Le parti macronien en attendait beaucoup.
Notre vieille capitale en effet ne représente pas seulement le centre névralgique de l'État. Elle abritait autrefois le cœur historique de la nation française.
De Gaulle lui-même en 1969 considérait, à juste titre, qu'il fallait mettre un terme à la centralisation séculaire et prendre le chemin de la régionalisation. Il échoua sur ce point et on doit le regretter.
Finie bien évidemment l'époque où saint Thomas d'Aquin pouvait y voir le "four où se cuit le pain intellectuel de la chrétienté." Et quand un cinéaste s'empare, aujourd'hui, d'un titre de Victor Hugo c'est pour cracher, impunément, sur le pays qui l'a nourri et instruit.
Nous nous situons désormais dans la quintessence de Boboland. Cela résulte aussi d'un double phénomène. La fuite hors les murs de ce qui formait autrefois le peuple de Pari a été aggravée par la concentration de populations venues des quatre coins du globe,
Il s'agit du seul territoire de la république, par exemple, où moins de 40 % des ménages possèdent une automobile. Madame Hidalgo mise donc presque juste en cherchant les voix des 60 % restants.

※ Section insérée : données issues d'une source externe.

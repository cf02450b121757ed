//! Database initialization and table definitions
//!
//! This module handles the setup of the embedded redb database that stores
//! users and their collections. Records are stored as JSON strings; the
//! secondary index tables enforce the uniqueness rules at the storage level.

use redb::{Database, TableDefinition};
use std::sync::Arc;
use thiserror::Error;

use crate::catalog::PokeApi;
use crate::config::Config;

/// Users by id
///
/// Key: user id
/// Value: JSON-serialized UserRecord
pub const TABLE_USERS: TableDefinition<u64, &str> = TableDefinition::new("users_v1");

/// Lowercased username -> user id (usernames are unique case-insensitively)
pub const TABLE_USERNAME_INDEX: TableDefinition<&str, u64> = TableDefinition::new("users_by_username_v1");

/// Lowercased e-mail -> user id (only users with an e-mail appear here)
pub const TABLE_EMAIL_INDEX: TableDefinition<&str, u64> = TableDefinition::new("users_by_email_v1");

/// Favorites by id
///
/// Key: favorite id
/// Value: JSON-serialized FavoriteRecord
pub const TABLE_FAVORITES: TableDefinition<u64, &str> = TableDefinition::new("favorites_v1");

/// `(user_id, pokemon_id)` -> favorite id
///
/// At most one favorite per user and Pokémon. Range scans over
/// `(user_id, 0)..=(user_id, u32::MAX)` yield a user's favorites ordered by
/// pokemon id.
pub const TABLE_FAVORITE_INDEX: TableDefinition<(u64, u32), u64> = TableDefinition::new("favorites_by_user_v1");

/// `(user_id, slot)` -> JSON-serialized TeamSlotRecord
pub const TABLE_TEAM_SLOTS: TableDefinition<(u64, u8), &str> = TableDefinition::new("team_slots_v1");

/// `(user_id, pokemon_id)` -> slot (a Pokémon appears once per team)
pub const TABLE_TEAM_INDEX: TableDefinition<(u64, u32), u8> = TableDefinition::new("team_by_pokemon_v1");

/// Named id sequences ("users", "favorites", "team_slots")
pub const TABLE_SEQUENCES: TableDefinition<&str, u64> = TableDefinition::new("sequences_v1");

/// Application state shared across all request handlers
#[derive(Clone)]
pub struct AppState {
    /// Thread-safe reference to the embedded database
    pub db: Arc<Database>,
    /// Cached catalog access
    pub pokeapi: PokeApi,
    pub config: Arc<Config>,
}

/// Failures of the storage layer
#[derive(Debug, Error)]
pub enum StoreError {
    #[error("database error: {0}")]
    Database(#[from] redb::Error),
    #[error("corrupt record: {0}")]
    Serde(#[from] serde_json::Error),
    /// A uniqueness or range constraint was violated; names the constraint.
    #[error("constraint violated: {0}")]
    Conflict(&'static str),
}

impl From<redb::TransactionError> for StoreError {
    fn from(err: redb::TransactionError) -> Self {
        StoreError::Database(err.into())
    }
}

impl From<redb::TableError> for StoreError {
    fn from(err: redb::TableError) -> Self {
        StoreError::Database(err.into())
    }
}

impl From<redb::StorageError> for StoreError {
    fn from(err: redb::StorageError) -> Self {
        StoreError::Database(err.into())
    }
}

impl From<redb::CommitError> for StoreError {
    fn from(err: redb::CommitError) -> Self {
        StoreError::Database(err.into())
    }
}

/// Initializes the embedded database and creates required tables
///
/// # Arguments
///
/// * `db_path` - File path where the database should be stored (e.g., "pokedex.db")
///
/// # Example
///
/// ```no_run
/// # use pokedex::database::init_db;
/// let db = init_db("pokedex.db").expect("Failed to initialize database");
/// ```
pub fn init_db(db_path: &str) -> Result<Database, redb::Error> {
    let db = Database::create(db_path)?;

    let write_txn = db.begin_write()?;
    {
        write_txn.open_table(TABLE_USERS)?;
        write_txn.open_table(TABLE_USERNAME_INDEX)?;
        write_txn.open_table(TABLE_EMAIL_INDEX)?;
        write_txn.open_table(TABLE_FAVORITES)?;
        write_txn.open_table(TABLE_FAVORITE_INDEX)?;
        write_txn.open_table(TABLE_TEAM_SLOTS)?;
        write_txn.open_table(TABLE_TEAM_INDEX)?;
        write_txn.open_table(TABLE_SEQUENCES)?;
    }
    write_txn.commit()?;

    Ok(db)
}
//! API error type and its HTTP rendering
//!
//! Handlers return [`ApiResult`]; every failure becomes a JSON body with the
//! matching status code. Upstream and storage failures are logged here so
//! handlers can simply propagate them with `?`.

use axum::{
    extract::rejection::JsonRejection,
    http::StatusCode,
    response::{IntoResponse, Response},
    Json,
};
use thiserror::Error;
use tracing::error;

use crate::catalog::CatalogError;
use crate::database::StoreError;
use crate::model::DetailResponse;
use crate::validation::ValidationErrors;

pub const NOT_FOUND: &str = "Not found.";
pub const PERMISSION_DENIED: &str = "You do not have permission to perform this action.";

pub type ApiResult<T> = Result<T, ApiError>;

#[derive(Debug, Error)]
pub enum ApiError {
    #[error("validation failed")]
    Validation(ValidationErrors),
    #[error("bad request: {0}")]
    BadRequest(String),
    #[error("unauthorized: {0}")]
    Unauthorized(String),
    #[error("forbidden")]
    Forbidden,
    #[error("not found")]
    NotFound,
    #[error(transparent)]
    Catalog(#[from] CatalogError),
    #[error(transparent)]
    Store(#[from] StoreError),
    #[error("token error: {0}")]
    Token(#[from] jsonwebtoken::errors::Error),
    #[error("internal error: {0}")]
    Internal(String),
}

impl From<ValidationErrors> for ApiError {
    fn from(errors: ValidationErrors) -> Self {
        ApiError::Validation(errors)
    }
}

impl From<JsonRejection> for ApiError {
    fn from(rejection: JsonRejection) -> Self {
        ApiError::BadRequest(rejection.body_text())
    }
}

impl From<argon2::password_hash::Error> for ApiError {
    fn from(err: argon2::password_hash::Error) -> Self {
        ApiError::Internal(format!("password hashing failed: {}", err))
    }
}

fn detail(status: StatusCode, message: impl Into<String>) -> Response {
    (status, Json(DetailResponse::new(message))).into_response()
}

impl IntoResponse for ApiError {
    fn into_response(self) -> Response {
        match self {
            ApiError::Validation(errors) => (StatusCode::BAD_REQUEST, Json(errors)).into_response(),
            ApiError::BadRequest(message) => detail(StatusCode::BAD_REQUEST, message),
            ApiError::Unauthorized(message) => detail(StatusCode::UNAUTHORIZED, message),
            ApiError::Forbidden => detail(StatusCode::FORBIDDEN, PERMISSION_DENIED),
            ApiError::NotFound => detail(StatusCode::NOT_FOUND, NOT_FOUND),
            ApiError::Catalog(err @ CatalogError::InvalidGeneration(_)) => {
                detail(StatusCode::BAD_REQUEST, err.to_string())
            }
            ApiError::Catalog(err) => {
                error!(event = "catalog.error", error = %err, "catalog request failed");
                detail(StatusCode::INTERNAL_SERVER_ERROR, err.to_string())
            }
            ApiError::Store(err) => {
                error!(event = "store.error", error = %err, "storage operation failed");
                detail(StatusCode::INTERNAL_SERVER_ERROR, "Internal server error.")
            }
            ApiError::Token(err) => {
                error!(event = "token.error", error = %err, "token encoding failed");
                detail(StatusCode::INTERNAL_SERVER_ERROR, "Internal server error.")
            }
            ApiError::Internal(message) => {
                error!(event = "internal.error", error = %message, "internal error");
                detail(StatusCode::INTERNAL_SERVER_ERROR, "Internal server error.")
            }
        }
    }
}

#[cfg(test)]
mod tests {
    use super::*;
    use http_body_util::BodyExt;
    use serde_json::{json, Value};

    async fn render(err: ApiError) -> (StatusCode, Value) {
        let response = err.into_response();
        let status = response.status();
        let body = response.into_body().collect().await.unwrap().to_bytes();
        (status, serde_json::from_slice(&body).unwrap())
    }

    #[tokio::test]
    async fn validation_errors_render_field_map() {
        let (status, body) = render(ValidationErrors::field("pokemon_id", "bad").into()).await;
        assert_eq!(status, StatusCode::BAD_REQUEST);
        assert_eq!(body, json!({"pokemon_id": ["bad"]}));
    }

    #[tokio::test]
    async fn invalid_generation_is_a_client_error() {
        let (status, body) = render(CatalogError::InvalidGeneration("abc".into()).into()).await;
        assert_eq!(status, StatusCode::BAD_REQUEST);
        assert!(body["detail"].as_str().unwrap().contains("abc"));
    }

    #[tokio::test]
    async fn upstream_failure_is_a_server_error() {
        let err = CatalogError::Status {
            url: "https://pokeapi.co/api/v2/pokemon/1/".into(),
            status: 503,
        };
        let (status, body) = render(err.into()).await;
        assert_eq!(status, StatusCode::INTERNAL_SERVER_ERROR);
        assert!(body["detail"].as_str().unwrap().contains("503"));
    }

    #[tokio::test]
    async fn auth_errors_use_detail_body() {
        assert_eq!(render(ApiError::NotFound).await, (StatusCode::NOT_FOUND, json!({"detail": NOT_FOUND})));
        assert_eq!(
            render(ApiError::Forbidden).await,
            (StatusCode::FORBIDDEN, json!({"detail": PERMISSION_DENIED}))
        );
        assert_eq!(render(ApiError::Unauthorized("nope".into())).await.0, StatusCode::UNAUTHORIZED);
    }
}
//! Mapping of raw catalog payloads onto the application's Pokémon shape

use serde_json::Value;

use super::{CatalogEntry, Pokemon, PokemonStats};

/// Scales a base stat onto the 0..=100 display range.
///
/// `round(base * 1.5)` with ties to even, then clamped.
pub fn scale_stat(base: i64) -> u8 {
    let scaled = (base as f64 * 1.5).round_ties_even();
    scaled.clamp(0.0, 100.0) as u8
}

/// Normalizes a `pokemon/{id}/` payload. Missing or malformed fields fall
/// back to empty values; this never fails.
pub fn normalize(raw: &Value) -> Pokemon {
    let sprites = &raw["sprites"];
    let sprite = non_empty_str(&sprites["other"]["official-artwork"]["front_default"])
        .or_else(|| non_empty_str(&sprites["front_default"]))
        .map(str::to_string);

    let types = raw["types"]
        .as_array()
        .map(|slots| {
            slots
                .iter()
                .filter_map(|slot| non_empty_str(&slot["type"]["name"]))
                .map(str::to_lowercase)
                .collect()
        })
        .unwrap_or_default();

    Pokemon {
        id: raw["id"].as_u64().and_then(|id| u32::try_from(id).ok()).unwrap_or(0),
        name: raw["name"].as_str().unwrap_or_default().to_string(),
        types,
        sprite,
        stats: PokemonStats {
            hp: scale_stat(base_stat(raw, "hp")),
            attack: scale_stat(base_stat(raw, "attack")),
            defense: scale_stat(base_stat(raw, "defense")),
        },
    }
}

/// Base value of the named entry in the payload's `stats` list, 0 if absent
/// or not a number.
fn base_stat(raw: &Value, name: &str) -> i64 {
    raw["stats"]
        .as_array()
        .and_then(|stats| {
            stats
                .iter()
                .find(|stat| stat["stat"]["name"].as_str() == Some(name))
        })
        .map(|stat| lenient_int(&stat["base_stat"]))
        .unwrap_or(0)
}

fn lenient_int(value: &Value) -> i64 {
    match value {
        Value::Number(n) => n
            .as_i64()
            .or_else(|| n.as_f64().map(|f| f.trunc() as i64))
            .unwrap_or(0),
        Value::String(s) => s.trim().parse().unwrap_or(0),
        _ => 0,
    }
}

fn non_empty_str(value: &Value) -> Option<&str> {
    value.as_str().filter(|s| !s.is_empty())
}

/// Trailing numeric segment of a resource URL (`.../pokemon-species/25/` -> 25).
pub fn parse_id_from_url(url: &str) -> Option<u32> {
    url.trim_end_matches('/').rsplit('/').next()?.parse().ok()
}

/// Builds a catalog from a list of `{name, url}` resources: invalid entries
/// dropped, sorted by id.
pub fn catalog_from_resources(resources: &Value) -> Vec<CatalogEntry> {
    let mut catalog: Vec<CatalogEntry> = resources
        .as_array()
        .map(|items| {
            items
                .iter()
                .filter_map(|item| {
                    let id = parse_id_from_url(item["url"].as_str()?)?;
                    let name = non_empty_str(&item["name"])?;
                    (id > 0).then(|| CatalogEntry {
                        id,
                        name: name.to_string(),
                    })
                })
                .collect()
        })
        .unwrap_or_default();
    catalog.sort_by_key(|entry| entry.id);
    catalog
}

Dans sa ville la vie de famille y est devenue de plus en plus difficile. Et depuis quelque 40 ans, exactement depuis des statistiques relevées professionnellement par l'auteur de ces lignes dès 1971, le solde migratoire français de souche y est devenu négatif. Les démographes se trouvent contraints de recourir à un euphémisme statistique : ils ne parlent pas de citoyens "de souche". Ils appellent, approximativement, "natifs au carré" les habitants de ce pays dont 4 grands-parents sur 4 sont nés en France. Or, en dehors des hauts fonctionnaires, il existe, parmi eux, des ingénieurs, des entrepreneurs, des chercheurs, des artistes [véritables] qui représentent de vraies élites créatrices, et qui contribuent grandement à la richesse et au rayonnement du pays. Et, contrairement à ce que l'on observait depuis des siècles, quand ils le peuvent, les jeunes préfèrent, majoritairement, quitter, pour ne pas dire fuir, cette mégalopole qu'on appelait autrefois la Ville Lumière. Elle n'accueille plus, comme nouveaux entrants, que des privilégiés de la république, d'une part, les mendiants, les squatteurs, les intermittents du spectacle, les faux réfugiés et autres migrants, d'autre part.
Tous ces paramètres devraient préoccuper, s'agissant du scrutin au-delà des Parisiens qui votent et des Franciliens qui ne votent pas l'ensemble des citoyens de l'Hexagone. Tout cela date aussi de 1975, et de l'idée giscardienne, qui se révéla désastreuse de rétablir un maire de Paris. Comme au temps de la Révolution. Le pouvoir central a toujours cherché, depuis lors, à obvier par des candidatures stupides, telle celle de Mme Kosciusko-Morizet ou celle de la malheureuse Panafieu, le rôle de cet édile. On ne voulait plus du bastion conquis par Chirac en 1977. C'est ce qui a permis à Delanoë d'abord et à Hidalgo en 2014 de régner sur la ville.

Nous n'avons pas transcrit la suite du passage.